A Salford firm has been prosecuted by the Health and Safety Executive (HSE) after a canal boat owner sustained a fatal head injury following a fall from height.

Richard Ferris, aged 66, had taken his narrow boat to a dry dock on the Bridgewater Canal in Salford, to carry out some maintenance work to the underneath.

On 26 May 2010 Mr Ferris was getting off his boat via a wooden plank known as a youngsmans board. As he stepped on the plank it started to move, he lost his balance and fell nearly 2.5 metres onto the concrete floor of the dry dock.

Mr Ferris suffered serious head injuries and died in hospital later that day.

The HSE investigating the accident found that the youngsmans board was unsecured. The company has since taken measures to ensure all planks at the boatyard are secured and have handrails.

Worsley Dry Docks Ltd pleaded guilty to breaching Section 3(1) of the Health and Safety at Work Act 1974 for failing to provide suitable access to users of the dry docks. The company was fined £50,000 and ordered to pay £15,185 in costs at Manchester Crown Court.

Unsecured board was wholly inadequate

The HSE, investigating inspector, Philip Strickland said: “Richard Ferris was experienced in boating and from time to time had piloted pleasure cruisers along the Manchester Ship Canal.

“But when he and his wife took their canal boat to the dry dock to carry out maintenance work, they relied on the owner of the dock to make sure they could do this safely.

“Having an unsecured board was a wholly inadequate way of accessing boats at the dry dock, given boat owners regularly used it to walk above a concrete pit several metres below.

“If a secured gangplank with a handrail had been in place at the time Mr Ferris was using the dock then his life could have been saved.”
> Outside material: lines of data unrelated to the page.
//! Page document.
//!
//! The tree is html5ever's reference DOM (`markup5ever_rcdom`); elements are
//! addressed by [`NodeId`] through a registry so renderers and controllers can
//! hold plain copyable handles. Selectors go through the `selectors` matcher
//! (see [`crate::selector`]), serialization through `html5ever::serialize`.
//! Layout boxes are kept in a side map keyed by node.

use std::collections::HashMap;
use std::fmt;
use std::rc::Rc;

use html5ever::serialize::{serialize, SerializeOpts, TraversalScope};
use html5ever::tendril::{StrTendril, TendrilSink};
use html5ever::tree_builder::{ElementFlags, NodeOrText, TreeBuilderOpts, TreeSink};
use html5ever::{parse_document, Attribute, LocalName, Namespace, ParseOpts, QualName};
use markup5ever_rcdom::{Handle, NodeData, RcDom, SerializableHandle};

use crate::selector::{self, is_element, parent_handle, ElementRef, SelectorError};

pub const HTML_NAMESPACE: &str = "http://www.w3.org/1999/xhtml";

const EMPTY_PAGE: &str = "<!DOCTYPE html><html><head></head><body></body></html>";

#[derive(Debug, Clone, Copy, PartialEq, Eq, Hash, PartialOrd, Ord)]
pub struct NodeId(usize);

/// Vertical extent of an element in document coordinates.
#[derive(Debug, Clone, Copy, Default, PartialEq)]
pub struct Rect {
    pub top: f64,
    pub height: f64,
}

impl Rect {
    pub fn bottom(&self) -> f64 {
        self.top + self.height
    }
}

fn key(handle: &Handle) -> usize {
    Rc::as_ptr(handle) as usize
}

pub struct Document {
    dom: RcDom,
    /// Every element ever parsed or created; `NodeId` indexes here. Holding the
    /// handles keeps node addresses stable for `index`.
    nodes: Vec<Handle>,
    index: HashMap<usize, NodeId>,
    rects: HashMap<NodeId, Rect>,
    body: NodeId,
}

impl fmt::Debug for Document {
    fn fmt(&self, f: &mut fmt::Formatter<'_>) -> fmt::Result {
        f.debug_struct("Document")
            .field("elements", &self.nodes.len())
            .field("laid_out", &self.rects.len())
            .finish()
    }
}

impl Default for Document {
    fn default() -> Self {
        Self::new()
    }
}

impl Document {
    /// An empty page with `html`, `head` and `body`.
    pub fn new() -> Self {
        Self::parse(EMPTY_PAGE)
    }

    /// Parse a full HTML page. The parser always produces a `body`.
    pub fn parse(html: &str) -> Self {
        let opts = ParseOpts {
            tree_builder: TreeBuilderOpts {
                scripting_enabled: false,
                ..Default::default()
            },
            ..Default::default()
        };
        let dom = parse_document(RcDom::default(), opts).one(html);
        let mut doc = Self {
            dom,
            nodes: Vec::new(),
            index: HashMap::new(),
            rects: HashMap::new(),
            body: NodeId(0),
        };
        let document = doc.dom.document.clone();
        doc.register_tree(&document);
        if let Some(body) = doc.query("body") {
            doc.body = body;
        }
        doc
    }

    fn register_tree(&mut self, handle: &Handle) {
        if is_element(handle) {
            self.register(handle.clone());
        }
        let children = handle.children.borrow().clone();
        for child in &children {
            self.register_tree(child);
        }
    }

    fn register(&mut self, handle: Handle) -> NodeId {
        if let Some(&id) = self.index.get(&key(&handle)) {
            return id;
        }
        let id = NodeId(self.nodes.len());
        self.index.insert(key(&handle), id);
        self.nodes.push(handle);
        id
    }

    fn handle(&self, id: NodeId) -> &Handle {
        &self.nodes[id.0]
    }

    fn lookup(&self, handle: &Handle) -> Option<NodeId> {
        self.index.get(&key(handle)).copied()
    }

    /// The `body` element; rendering and layout start here.
    pub fn root(&self) -> NodeId {
        self.body
    }

    pub fn create_element(&mut self, tag: &str) -> NodeId {
        let name = QualName::new(
            None,
            Namespace::from(HTML_NAMESPACE),
            LocalName::from(tag.to_ascii_lowercase()),
        );
        let handle = self
            .dom
            .create_element(name, Vec::new(), ElementFlags::default());
        self.register(handle)
    }

    /// Create an element with an optional class; text is only assigned when non-empty.
    pub fn create_element_with(&mut self, tag: &str, class: Option<&str>, text: &str) -> NodeId {
        let id = self.create_element(tag);
        if let Some(class) = class {
            self.set_attribute(id, "class", class);
        }
        if !text.is_empty() {
            self.set_text(id, text);
        }
        id
    }

    // -------------------------------------------------------------------------
    // Tree structure
    // -------------------------------------------------------------------------

    pub fn append_child(&mut self, parent: NodeId, child: NodeId) {
        let parent = self.handle(parent).clone();
        let child = self.handle(child).clone();
        self.dom.remove_from_parent(&child);
        self.dom.append(&parent, NodeOrText::AppendNode(child));
    }

    pub fn append(&mut self, parent: NodeId, children: &[NodeId]) {
        for &child in children {
            self.append_child(parent, child);
        }
    }

    pub fn detach(&mut self, node: NodeId) {
        let handle = self.handle(node).clone();
        self.dom.remove_from_parent(&handle);
    }

    /// Remove every child of `node`, text included (`innerHTML = ''`).
    pub fn clear_children(&mut self, node: NodeId) {
        let removed: Vec<Handle> = self.handle(node).children.borrow_mut().drain(..).collect();
        for child in removed {
            child.parent.set(None);
        }
    }

    /// Element children in order; text nodes are skipped.
    pub fn children(&self, node: NodeId) -> Vec<NodeId> {
        self.handle(node)
            .children
            .borrow()
            .iter()
            .filter_map(|c| self.lookup(c))
            .collect()
    }

    pub fn parent(&self, node: NodeId) -> Option<NodeId> {
        parent_handle(self.handle(node)).and_then(|p| self.lookup(&p))
    }

    /// Inclusive containment, like `Node.contains`.
    pub fn contains(&self, ancestor: NodeId, node: NodeId) -> bool {
        let ancestor = self.handle(ancestor);
        let mut cur = Some(self.handle(node).clone());
        while let Some(handle) = cur {
            if Rc::ptr_eq(&handle, ancestor) {
                return true;
            }
            cur = parent_handle(&handle);
        }
        false
    }

    pub fn is_connected(&self, node: NodeId) -> bool {
        let mut cur = self.handle(node).clone();
        while let Some(parent) = parent_handle(&cur) {
            cur = parent;
        }
        Rc::ptr_eq(&cur, &self.dom.document)
    }

    // -------------------------------------------------------------------------
    // Element data
    // -------------------------------------------------------------------------

    pub fn tag(&self, node: NodeId) -> &str {
        match &self.handle(node).data {
            NodeData::Element { name, .. } => &*name.local,
            _ => "",
        }
    }

    pub fn set_attribute(&mut self, node: NodeId, name: &str, value: &str) {
        if let NodeData::Element { attrs, .. } = &self.handle(node).data {
            let mut attrs = attrs.borrow_mut();
            match attrs.iter_mut().find(|a| &*a.name.local == name) {
                Some(attr) => attr.value = StrTendril::from_slice(value),
                None => attrs.push(Attribute {
                    name: QualName::new(None, Namespace::from(""), LocalName::from(name)),
                    value: StrTendril::from_slice(value),
                }),
            }
        }
    }

    pub fn attribute(&self, node: NodeId, name: &str) -> Option<String> {
        match &self.handle(node).data {
            NodeData::Element { attrs, .. } => attrs
                .borrow()
                .iter()
                .find(|a| &*a.name.local == name)
                .map(|a| String::from(&*a.value)),
            _ => None,
        }
    }

    fn classes(&self, node: NodeId) -> Vec<String> {
        self.attribute(node, "class")
            .map(|v| v.split_ascii_whitespace().map(str::to_string).collect())
            .unwrap_or_default()
    }

    pub fn has_class(&self, node: NodeId, class: &str) -> bool {
        self.classes(node).iter().any(|c| c == class)
    }

    pub fn add_class(&mut self, node: NodeId, class: &str) {
        let mut classes = self.classes(node);
        if !classes.iter().any(|c| c == class) {
            classes.push(class.to_string());
            self.set_attribute(node, "class", &classes.join(" "));
        }
    }

    pub fn remove_class(&mut self, node: NodeId, class: &str) {
        let mut classes = self.classes(node);
        let before = classes.len();
        classes.retain(|c| c != class);
        if classes.len() != before {
            self.set_attribute(node, "class", &classes.join(" "));
        }
    }

    /// Flip `class`; returns whether it is present afterwards.
    pub fn toggle_class(&mut self, node: NodeId, class: &str) -> bool {
        if self.has_class(node, class) {
            self.remove_class(node, class);
            false
        } else {
            self.add_class(node, class);
            true
        }
    }

    /// The element's direct text children, concatenated.
    pub fn text(&self, node: NodeId) -> String {
        let mut out = String::new();
        for child in self.handle(node).children.borrow().iter() {
            if let NodeData::Text { contents } = &child.data {
                out.push_str(&contents.borrow());
            }
        }
        out
    }

    /// Replace every child with a single text node (`textContent = text`).
    pub fn set_text(&mut self, node: NodeId, text: &str) {
        self.clear_children(node);
        if !text.is_empty() {
            let handle = self.handle(node).clone();
            self.dom
                .append(&handle, NodeOrText::AppendText(StrTendril::from_slice(text)));
        }
    }

    /// All descendant text in document order.
    pub fn text_content(&self, node: NodeId) -> String {
        fn walk(handle: &Handle, out: &mut String) {
            for child in handle.children.borrow().iter() {
                match &child.data {
                    NodeData::Text { contents } => out.push_str(&contents.borrow()),
                    NodeData::Element { .. } => walk(child, out),
                    _ => {}
                }
            }
        }
        let mut out = String::new();
        walk(self.handle(node), &mut out);
        out
    }

    pub fn rect(&self, node: NodeId) -> Option<Rect> {
        self.rects.get(&node).copied()
    }

    pub fn set_rect(&mut self, node: NodeId, rect: Rect) {
        self.rects.insert(node, rect);
    }

    // -------------------------------------------------------------------------
    // Queries
    // -------------------------------------------------------------------------

    /// First match in document order. An unparsable selector matches nothing.
    pub fn query(&self, selector: &str) -> Option<NodeId> {
        self.try_query(selector).ok().flatten()
    }

    pub fn try_query(&self, selector: &str) -> Result<Option<NodeId>, SelectorError> {
        let list = selector::parse_selector(selector)?;
        Ok(element_descendants(&self.dom.document)
            .into_iter()
            .find(|h| selector::matches(&list, &ElementRef::new(h.clone())))
            .and_then(|h| self.lookup(&h)))
    }

    /// All matches strictly below `scope`, in document order.
    pub fn query_all(&self, scope: NodeId, selector: &str) -> Vec<NodeId> {
        let Ok(list) = selector::parse_selector(selector) else {
            return Vec::new();
        };
        element_descendants(self.handle(scope))
            .into_iter()
            .filter(|h| selector::matches(&list, &ElementRef::new(h.clone())))
            .filter_map(|h| self.lookup(&h))
            .collect()
    }

    // -------------------------------------------------------------------------
    // Layout
    // -------------------------------------------------------------------------

    /// Stack every element under `body` vertically: leaves are one block tall,
    /// containers are as tall as their element children. Returns the body height.
    pub fn layout(&mut self, block_height: f64) -> f64 {
        self.rects.clear();
        let root = self.root();
        self.layout_node(root, 0.0, block_height)
    }

    fn layout_node(&mut self, node: NodeId, top: f64, block_height: f64) -> f64 {
        let children = self.children(node);
        let height = if children.is_empty() {
            block_height
        } else {
            let mut cursor = top;
            for child in children {
                cursor += self.layout_node(child, cursor, block_height);
            }
            cursor - top
        };
        self.set_rect(node, Rect { top, height });
        height
    }

    // -------------------------------------------------------------------------
    // Serialization
    // -------------------------------------------------------------------------

    /// Outer HTML of `node`.
    pub fn to_html(&self, node: NodeId) -> String {
        write_html(self.handle(node), TraversalScope::IncludeNode)
    }

    /// The whole page, doctype included.
    pub fn html(&self) -> String {
        write_html(&self.dom.document, TraversalScope::ChildrenOnly(None))
    }
}

fn element_descendants(scope: &Handle) -> Vec<Handle> {
    let mut out = Vec::new();
    let mut stack: Vec<Handle> = scope.children.borrow().iter().rev().cloned().collect();
    while let Some(handle) = stack.pop() {
        if is_element(&handle) {
            stack.extend(handle.children.borrow().iter().rev().cloned());
            out.push(handle);
        }
    }
    out
}

fn write_html(handle: &Handle, traversal_scope: TraversalScope) -> String {
    let mut out = Vec::new();
    let node: SerializableHandle = handle.clone().into();
    let opts = SerializeOpts {
        traversal_scope,
        ..Default::default()
    };
    if serialize(&mut out, &node, opts).is_err() {
        return String::new();
    }
    String::from_utf8(out).unwrap_or_default()
}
Imogen Wetton, a solicitor at Thompsons Solicitors’ Serious Injuries Team said: “It should not have to take a death for an organisation to comply with the law and make walkways and workplaces safe. Unsecured planks are clearly dangerous. This tragic but wholly preventable accident should provide a lesson to similar companies across the country, so tragic accidents such as this will not happen again.”